Primo classificato ex aequo
RUGGERO LENCI
Il tessuto urbano sfibrato dalla divaricazione della faglia, cicatrice della roccia che deturpa il volto della città storica, si ricuce nella trama laboriosa delle mani tese, aperte nell’offerta sollecita d’aiuto reciproco, che rinsalda il legame sociale nel gesto generoso della solidale cooperazione: nella lacuna tragica delle relazioni interrotte cementa la speranza della partecipazione attiva dell’intera comunità nazionale che contribuisce fattivamente alla rinascita del patrimonio architettonico ed allo sviluppo del territorio della regione.
Terzo classificato Menzione d’onore
GIANFRANCO SCATIGNA
Un incisivo segno architettonico di raro rigore rappresentativo si allunga nel solco profondo di un’asperrima ferita asciutta, conficcando nella materia viva il fendente d’acciaio che spacca la mole lapidea, sciabola corrusca che ferisce e separa e reca incisa sulla lama fredda della propria memoria acuminata la direzione orizzontale e inesorabile del futuro.

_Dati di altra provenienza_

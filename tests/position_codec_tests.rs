use ply::chess::{Color, Piece, PieceType, Square};
use ply::position::{self, compare_positions, derive_info, PositionRecord, STARTING_FEN};
use ply::{ErrorKind, GameError};

mod common;
use common::record;

#[cfg(test)]
mod parsing_tests {
    use super::*;

    #[test]
    fn test_round_trip_preserves_text() {
        let cases = [
            STARTING_FEN,
            "rnbqkbnr/pppppppp/8/8/4P3/8/PPPP1PPP/RNBQKBNR b KQkq e3 0 1",
            "rnbqkbnr/pp1ppppp/8/2p5/4P3/8/PPPP1PPP/RNBQKBNR w KQkq c6 0 2",
            "r3k2r/8/8/8/8/8/8/R3K2R w Kq - 12 40",
            "8/8/8/8/8/8/8/8 b - - 50 100",
            "4k3/8/8/8/8/8/8/4K3 w - - 0 1",
        ];

        for text in cases {
            let parsed = position::parse(text)
                .unwrap_or_else(|e| panic!("Failed to parse '{}': {}", text, e));
            assert_eq!(position::serialize(&parsed), text, "Round trip of '{}'", text);
            assert_eq!(parsed.to_string(), text);
        }
    }

    #[test]
    fn test_parsed_fields() {
        let parsed = record("rnbqkbnr/pppppppp/8/8/4P3/8/PPPP1PPP/RNBQKBNR b KQkq e3 0 1");
        assert_eq!(parsed.side_to_move(), Color::Black);
        assert_eq!(parsed.en_passant(), Some("e3".parse::<Square>().unwrap()));
        assert_eq!(parsed.halfmove_clock(), 0);
        assert_eq!(parsed.fullmove_number(), 1);
        assert_eq!(
            parsed.piece_at("e4".parse().unwrap()),
            Some(Piece::new(PieceType::Pawn, Color::White))
        );
        assert_eq!(parsed.piece_at("e2".parse().unwrap()), None);
    }

    #[test]
    fn test_surrounding_whitespace_is_accepted() {
        let parsed = position::parse(&format!("  {}\n", STARTING_FEN)).unwrap();
        assert_eq!(parsed, PositionRecord::starting());
    }
}

#[cfg(test)]
mod validation_tests {
    use super::*;

    fn error_kind(text: &str) -> ErrorKind {
        let report = position::validate(text);
        assert!(!report.is_valid(), "Expected '{}' to be rejected", text);
        let error = report.error.expect("invalid report carries an error");
        assert!(error.is_record_error(), "{:?}", error);
        error.kind()
    }

    #[test]
    fn test_large_clocks_are_accepted() {
        let text = "4k3/8/8/8/8/8/8/4K3 w - - 4294967296 99999999999";
        let parsed = position::parse(text).unwrap();
        assert_eq!(parsed.halfmove_clock(), 4_294_967_296);
        assert_eq!(parsed.fullmove_number(), 99_999_999_999);
        assert_eq!(position::serialize(&parsed), text);
    }

    #[test]
    fn test_record_errors_are_told_apart() {
        assert!(GameError::InvalidEnPassant("x".into()).is_record_error());
        assert!(!GameError::IllegalMove("x".into()).is_record_error());
        assert!(!GameError::HistoryDisabled.is_record_error());
    }

    #[test]
    fn test_field_count() {
        for text in [
            "",
            "rnbqkbnr/pppppppp/8/8/8/8/PPPPPPPP/RNBQKBNR w KQkq - 0",
            "rnbqkbnr/pppppppp/8/8/8/8/PPPPPPPP/RNBQKBNR w KQkq - 0 1 extra",
        ] {
            assert_eq!(error_kind(text), ErrorKind::MalformedRecord, "'{}'", text);
        }
    }

    #[test]
    fn test_each_field_reports_its_own_kind() {
        let cases = [
            (
                "rnbqkbnr/pppppppp/8/8/8/8/PPPPPPPP/RNBQKBNX w KQkq - 0 1",
                ErrorKind::InvalidPlacement,
            ),
            (
                "rnbqkbnr/pppppppp/8/8/8/8/PPPPPPPP/RNBQKBNR x KQkq - 0 1",
                ErrorKind::InvalidSideToMove,
            ),
            (
                "rnbqkbnr/pppppppp/8/8/8/8/PPPPPPPP/RNBQKBNR w KQxq - 0 1",
                ErrorKind::InvalidCastlingRights,
            ),
            (
                "rnbqkbnr/pppppppp/8/8/8/8/PPPPPPPP/RNBQKBNR w QK - 0 1",
                ErrorKind::InvalidCastlingRights,
            ),
            (
                "rnbqkbnr/pppppppp/8/8/8/8/PPPPPPPP/RNBQKBNR w KQkq e4 0 1",
                ErrorKind::InvalidEnPassant,
            ),
            (
                "rnbqkbnr/pppppppp/8/8/8/8/PPPPPPPP/RNBQKBNR w KQkq e3 0 1",
                ErrorKind::InvalidEnPassant,
            ),
            (
                "rnbqkbnr/pppppppp/8/8/8/8/PPPPPPPP/RNBQKBNR w KQkq - -1 1",
                ErrorKind::InvalidHalfmove,
            ),
            (
                "rnbqkbnr/pppppppp/8/8/8/8/PPPPPPPP/RNBQKBNR w KQkq - 07 1",
                ErrorKind::InvalidHalfmove,
            ),
            (
                "rnbqkbnr/pppppppp/8/8/8/8/PPPPPPPP/RNBQKBNR w KQkq - 0 0",
                ErrorKind::InvalidFullmove,
            ),
        ];

        for (text, expected) in cases {
            assert_eq!(error_kind(text), expected, "'{}'", text);
        }
    }

    #[test]
    fn test_first_bad_field_wins() {
        // Bad side to move and bad fullmove: side to move comes first
        let kind = error_kind("rnbqkbnr/pppppppp/8/8/8/8/PPPPPPPP/RNBQKBNR z KQkq - 0 0");
        assert_eq!(kind, ErrorKind::InvalidSideToMove);
    }

    #[test]
    fn test_placement_errors_name_the_rank_group() {
        let cases = [
            ("rnbqkbnr/pppppppp/9/8/8/8/PPPPPPPP/RNBQKBNR w KQkq - 0 1", 3),
            ("rnbqkbnr/pppppppp/8/8/8/8/PPPPPPPP/RNBQKBN w KQkq - 0 1", 8),
            ("rnbqkbnr/pppppppp/8/8/8/8/PPPPPPPP w KQkq - 0 1", 8),
            ("rnbqkbnr/pppppppp/8/8/8/8/8/PPPPPPPP/RNBQKBNR w KQkq - 0 1", 9),
            ("rnbqkbnr//8/8/8/8/PPPPPPPP/RNBQKBNR w KQkq - 0 1", 2),
        ];

        for (text, expected_rank) in cases {
            match position::validate(text).error {
                Some(GameError::InvalidPlacement { rank, .. }) => {
                    assert_eq!(rank, expected_rank, "Rank for '{}'", text)
                }
                other => panic!("Expected InvalidPlacement for '{}', got {:?}", text, other),
            }
        }
    }

    #[test]
    fn test_valid_report_carries_record() {
        let report = position::validate(STARTING_FEN);
        assert!(report.is_valid());
        assert!(report.error.is_none());
        assert_eq!(report.fields.len(), 6);
        assert_eq!(report.record, Some(PositionRecord::starting()));
    }
}

#[cfg(test)]
mod comparison_tests {
    use super::*;

    #[test]
    fn test_compare_ignores_clocks() {
        let a = record("r3k2r/8/8/8/8/8/8/R3K2R w KQkq - 0 1");
        let b = record("r3k2r/8/8/8/8/8/8/R3K2R w KQkq - 37 58");
        assert!(compare_positions(&a, &b));
        assert_ne!(a, b);
    }

    #[test]
    fn test_compare_sees_other_fields() {
        let base = record("r3k2r/8/8/8/8/8/8/R3K2R w KQkq - 0 1");
        for other in [
            "r3k2r/8/8/8/8/8/8/R3K2R b KQkq - 0 1",
            "r3k2r/8/8/8/8/8/8/R3K2R w Kkq - 0 1",
            "r3k2r/8/8/8/8/8/8/R4K1R w KQkq - 0 1",
        ] {
            assert!(!compare_positions(&base, &record(other)), "'{}'", other);
        }
    }

    #[test]
    fn test_derive_info() {
        let info = derive_info(&record(
            "rnbqkbnr/pp1ppppp/8/2p5/4P3/8/PPPP1PPP/RNBQKBNR w Kq c6 3 2",
        ));
        assert_eq!(info.side_to_move, Color::White);
        assert!(info.white_kingside);
        assert!(!info.white_queenside);
        assert!(!info.black_kingside);
        assert!(info.black_queenside);

        let rights = record("rnbqkbnr/pp1ppppp/8/2p5/4P3/8/PPPP1PPP/RNBQKBNR w Kq c6 3 2")
            .castling_rights();
        assert!(rights.has(Color::White, true));
        assert!(!rights.has(Color::Black, true));
        assert_eq!(rights.to_fen(), "Kq");
        assert_eq!(info.en_passant.map(|sq| sq.to_string()), Some("c6".to_string()));
        assert_eq!(info.halfmove_clock, 3);
        assert_eq!(info.fullmove_number, 2);
    }

    #[test]
    fn test_record_serde_uses_text() {
        let parsed = PositionRecord::starting();
        let json = serde_json::to_string(&parsed).unwrap();
        assert_eq!(json, format!("\"{}\"", STARTING_FEN));
        let back: PositionRecord = serde_json::from_str(&json).unwrap();
        assert_eq!(back, parsed);
        assert!(serde_json::from_str::<PositionRecord>("\"not a position\"").is_err());
    }
}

Quarto classificato Menzione speciale
LEONARDO LUCA
La suggestiva soluzione d’ineffabile trasparenza cristallina della consistente lastra invisibile che produce l’illusione dei nomi sospesi, come fossero serigrafati sulla scia d’acqua del fitto emiciclo di zampilli retrostanti, si esalta nella visione notturna con l’accensione di punti luce che propagano la delicata elegia di un’ illuminazione votiva, nella raffinata levità di un intervento particolarmente evocativo.
Quinto classificato
HECTOR JACINTO CAVONE FELICIONI
La scelta audace d'installare nel perno nevralgico del complesso scultoreo il simbolo religioso della croce, che aveva sorpreso in fase di selezione, risulta appannata dalla posizione obliqua del simbolo, come fosse segno di caduta, che esaspera una già pesante retorica funeraria, allontanando la svolta della rinascita.
Sesto classificato
PIETRO CARLO PELLEGRINI
Nonostante l'interessante soluzione originale dell'idea compositiva che stimola la fruizione sensoriale, l'aspetto ludico dell'intervento, quasi d'intrattenimento collettivo, non è apparso consono alla natura commemorativa dell'opera, degna di un approccio puntuale, maggiormente rispettoso.